Когда Татьяна спустя полчаса привела священника, тот в первую очередь изучающе посмотрел на мальчика. Мишка же, не обращая никакого внимания на окружающих и убедившись в присутствии Батюшки, всё так же громко и отрывисто продолжил: «Святить… Надо!» Пока Батюшка в окружении деревенских старушек освящал дом, Мишка так и стоял перед его крыльцом, не смея зайти вовнутрь, и лишь, когда церемония переместилась по кругу в ближайшую к выходу из дома комнату, всё-таки вошёл и, указав на самый дальний тёмный угол, до которого не дотягивался последний лучик заходившего к тому времени солнца, громко указал: «Здесь!». Батюшка от неожиданности чуть не выронил кадило и оборвал молитву на полуслове, бабки за его спиной окаменели… «Здесь! Надо успеть…», – не меняя громкости и тембра голоса вновь повторил мальчик.
Словно очнувшись от глубокого сна, священник продолжил читать молитвы, окропляя стены святой водой. Стоило ему дойти до указанного Мишкой места, как вокруг начало происходить что-то необъяснимое… Попадая на стену, Святая Вода не стекала на пол, а словно с перекаленной сальной сковороды поднималась дымом и, стелясь по полу, ручейком выбегала за порог. Так продолжалось ещё минут с двадцать, и когда последняя подымка, исчезнув за порогом, растворился в ближайшем овражке, комната вдруг озарилась тёплым светом закатного солнца. Мальчик, словно на последнем дыхании, громко вскрикнув: «Все… Хорошо!», начал падать, теряя сознание… Татьяна еле успела подхватить сына и, расталкивая сопровождавших ритуальную процессию любопытствующих, вынесла его на крыльцо.

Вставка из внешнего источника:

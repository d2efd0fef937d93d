//! Value Cache - HTTP front end for the cache store
//!
//! Serves the set/get/remove contract over the configured backend.

use std::net::SocketAddr;

use anyhow::Context;
use tokio::signal;
use tracing::info;
use tracing_subscriber::{layer::SubscriberExt, util::SubscriberInitExt};

use value_cache::api::{create_router, AppState};
use value_cache::config::Config;

/// Main entry point for the Value Cache server.
///
/// # Startup Sequence
/// 1. Initialize tracing subscriber for logging
/// 2. Load configuration from environment variables
/// 3. Open the configured cache backend
/// 4. Create Axum router with all endpoints
/// 5. Start HTTP server on configured port
/// 6. Handle graceful shutdown on SIGINT/SIGTERM
#[tokio::main]
async fn main() -> anyhow::Result<()> {
    // Defaults to "info" level, can be overridden with RUST_LOG env var
    tracing_subscriber::registry()
        .with(
            tracing_subscriber::EnvFilter::try_from_default_env()
                .unwrap_or_else(|_| "value_cache=info,tower_http=info".into()),
        )
        .with(tracing_subscriber::fmt::layer())
        .init();

    info!("Starting Value Cache Server");

    let config = Config::from_env();
    info!(
        "Configuration loaded: backend={:?}, storage_dir={}, key_prefix={}, port={}",
        config.backend,
        config.storage_dir.display(),
        config.key_prefix,
        config.server_port
    );

    let state = AppState::from_config(&config)
        .await
        .context("failed to open cache backend")?;
    info!("Cache backend '{}' ready", state.cache.name());

    let app = create_router(state);

    let addr = SocketAddr::from(([0, 0, 0, 0], config.server_port));
    let listener = tokio::net::TcpListener::bind(addr)
        .await
        .with_context(|| format!("failed to bind {addr}"))?;
    info!("Server listening on http://{}", addr);

    axum::serve(listener, app)
        .with_graceful_shutdown(shutdown_signal())
        .await
        .context("server error")?;

    info!("Server shutdown complete");
    Ok(())
}

/// Waits for shutdown signal (Ctrl+C or SIGTERM).
async fn shutdown_signal() {
    let ctrl_c = async {
        if let Err(e) = signal::ctrl_c().await {
            tracing::error!("Failed to listen for Ctrl+C: {}", e);
            std::future::pending::<()>().await;
        }
    };

    #[cfg(unix)]
    let terminate = async {
        match signal::unix::signal(signal::unix::SignalKind::terminate()) {
            Ok(mut sigterm) => {
                sigterm.recv().await;
            }
            Err(e) => {
                tracing::error!("Failed to install SIGTERM handler: {}", e);
                std::future::pending::<()>().await;
            }
        }
    };

    #[cfg(not(unix))]
    let terminate = std::future::pending::<()>();

    tokio::select! {
        _ = ctrl_c => {
            info!("Received Ctrl+C, initiating shutdown...");
        }
        _ = terminate => {
            info!("Received SIGTERM, initiating shutdown...");
        }
    }
}
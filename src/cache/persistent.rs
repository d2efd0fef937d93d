//! Persistent Cache Module
//!
//! Cache over a durable storage backend, with namespaced physical keys.

use async_trait::async_trait;
use chrono::{DateTime, Utc};
use tokio::sync::Mutex;
use tracing::{debug, warn};

use crate::cache::backend::StorageBackend;
use crate::cache::{extract_entity, pack_entity, validate_key, CacheEntity, CacheStore, Value};
use crate::error::{BackendError, CacheError, Result};

/// Prefix put in front of every logical key in the physical store
pub const DEFAULT_KEY_PREFIX: &str = "$local:";

// == Persistent Cache ==
/// Cache that persists JSON-encoded entities through a [`StorageBackend`].
///
/// Isolation comes from the serialization boundary: every read decodes a
/// fresh value, so no deep copy is needed.
pub struct PersistentCache<B> {
    backend: B,
    prefix: String,
    /// Serializes operations so a read-then-remove is atomic
    op_lock: Mutex<()>,
}

impl<B: StorageBackend> PersistentCache<B> {
    /// Creates a cache over `backend` using [`DEFAULT_KEY_PREFIX`].
    pub fn new(backend: B) -> Self {
        Self::with_prefix(backend, DEFAULT_KEY_PREFIX)
    }

    /// Creates a cache over `backend` with a custom key prefix.
    ///
    /// An empty prefix would reserve every key, so it falls back to
    /// [`DEFAULT_KEY_PREFIX`].
    pub fn with_prefix(backend: B, prefix: impl Into<String>) -> Self {
        let mut prefix = prefix.into();
        if prefix.is_empty() {
            warn!("Empty key prefix, using '{}'", DEFAULT_KEY_PREFIX);
            prefix = DEFAULT_KEY_PREFIX.to_string();
        }

        Self {
            backend,
            prefix,
            op_lock: Mutex::new(()),
        }
    }

    /// Returns the underlying backend.
    pub fn backend(&self) -> &B {
        &self.backend
    }

    pub fn prefix(&self) -> &str {
        &self.prefix
    }

    // == Key Namespacing ==
    /// Maps a logical key to its physical key.
    ///
    /// Keys that already carry the prefix are rejected so two logical keys
    /// can never land on the same physical slot.
    pub fn namespaced_key(&self, key: &str) -> Result<String> {
        validate_key(key)?;
        if key.starts_with(&self.prefix) {
            return Err(CacheError::InvalidKey(format!(
                "Key must not start with '{}'",
                self.prefix
            )));
        }
        Ok(format!("{}{}", self.prefix, key))
    }
}

#[async_trait]
impl<B: StorageBackend> CacheStore for PersistentCache<B> {
    fn name(&self) -> &'static str {
        "persistent"
    }

    async fn set(&self, key: &str, value: Value, expires_at: Option<DateTime<Utc>>) -> Result<()> {
        let physical = self.namespaced_key(key)?;
        if let Some(reason) = value.find_unpersistable() {
            return Err(CacheError::InvalidValue(reason));
        }

        let entity = pack_entity(value, expires_at);
        let payload = serde_json::to_vec(&entity).map_err(BackendError::Encode)?;

        let _guard = self.op_lock.lock().await;
        self.backend.write(&physical, payload).await?;
        debug!(key, backend = self.backend.name(), ?expires_at, "persistent cache set");
        Ok(())
    }

    async fn get(&self, key: &str, remove_after: bool) -> Result<Option<Value>> {
        let physical = self.namespaced_key(key)?;

        let _guard = self.op_lock.lock().await;
        let Some(payload) = self.backend.read(&physical).await? else {
            debug!(key, backend = self.backend.name(), "persistent cache miss");
            return Ok(None);
        };

        let entity: CacheEntity =
            serde_json::from_slice(&payload).map_err(|source| BackendError::Corrupt {
                key: physical.clone(),
                source,
            })?;

        if remove_after {
            self.backend.delete(&physical).await?;
        }

        let value = extract_entity(Some(&entity)).cloned();
        debug!(
            key,
            backend = self.backend.name(),
            remove_after,
            hit = value.is_some(),
            "persistent cache get"
        );
        Ok(value)
    }

    async fn remove(&self, key: &str) -> Result<()> {
        let physical = self.namespaced_key(key)?;

        let _guard = self.op_lock.lock().await;
        self.backend.delete(&physical).await?;
        debug!(key, backend = self.backend.name(), "persistent cache remove");
        Ok(())
    }
}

Присев на ступеньку и удобно расположив Мишку на своих руках, Татьяна внезапно для самой себя поймала за хвост крутившуюся с самого утра на кончике языка и никак не дававшуюся в руки фразу из песни известного автора-исполнителя: «А всё-таки жаль, что кончилось лето, кончилось лето…». Случайно этот рефрен зазвучал в тот момент в ней или нет, но жаль ей ни капельки не было. Слишком мало хорошего произошло в то лето с её жизнью, катастрофически мало… Примирение с маминой болезнью, ограничившей Татьяну абсолютно во всем, заставившее её жить короткими перебежками от дома до аптеки, от дома до магазина и обратно. Смирение с тяжелым одеялом отчаяния, периодически накрывавшим её и не дававшим не только дышать полной грудью, но и просто глубоко вздохнуть. Замирение с собой, вылившееся в постоянное наступание на горло собственной песне и подавление собственных «хочу», оправдываемое старанием хоть как-то удержать то хрупкое равновесие, которое с выпиской мамы начало выстраиваться в их большой городской квартире.
Еще за пару недель до намечавшегося переезда, выйдя из подъезда в очередную «перебежку», Татьяна с удивлением обнаружила для себя первые желтые опавшие листья на сером асфальте… «Вот и осень, а лета-то и не было, как не было и весны», – подумала она тогда. Без преувеличений, это был очень тяжелый для неё год, год полный испытаний на устойчивость и выживаемость её психики. И сдерживала этот экзамен она далеко не всегда. Но в очередной раз срываясь в крутое пике истерик и убивающего отчаяния, она, утерев слезы и поглядев в зеркало, вновь и вновь клялась, клялась сама себе, что никто и никогда этих её слёз больше не увидит. Ей так хотелось быть просто слабой, хотя бы иногда. Прореветься, уткнувшись в чье-то сильное плечо, и услышать сквозь собственные всхлипы: «Все… Хорошо!» Но «сильные плечи» сами искали счастья в её дамской сумочке, и ей ничего не оставалось, кроме как повторять себе, как мантру, как заклинание: «Всё… Хорошо!».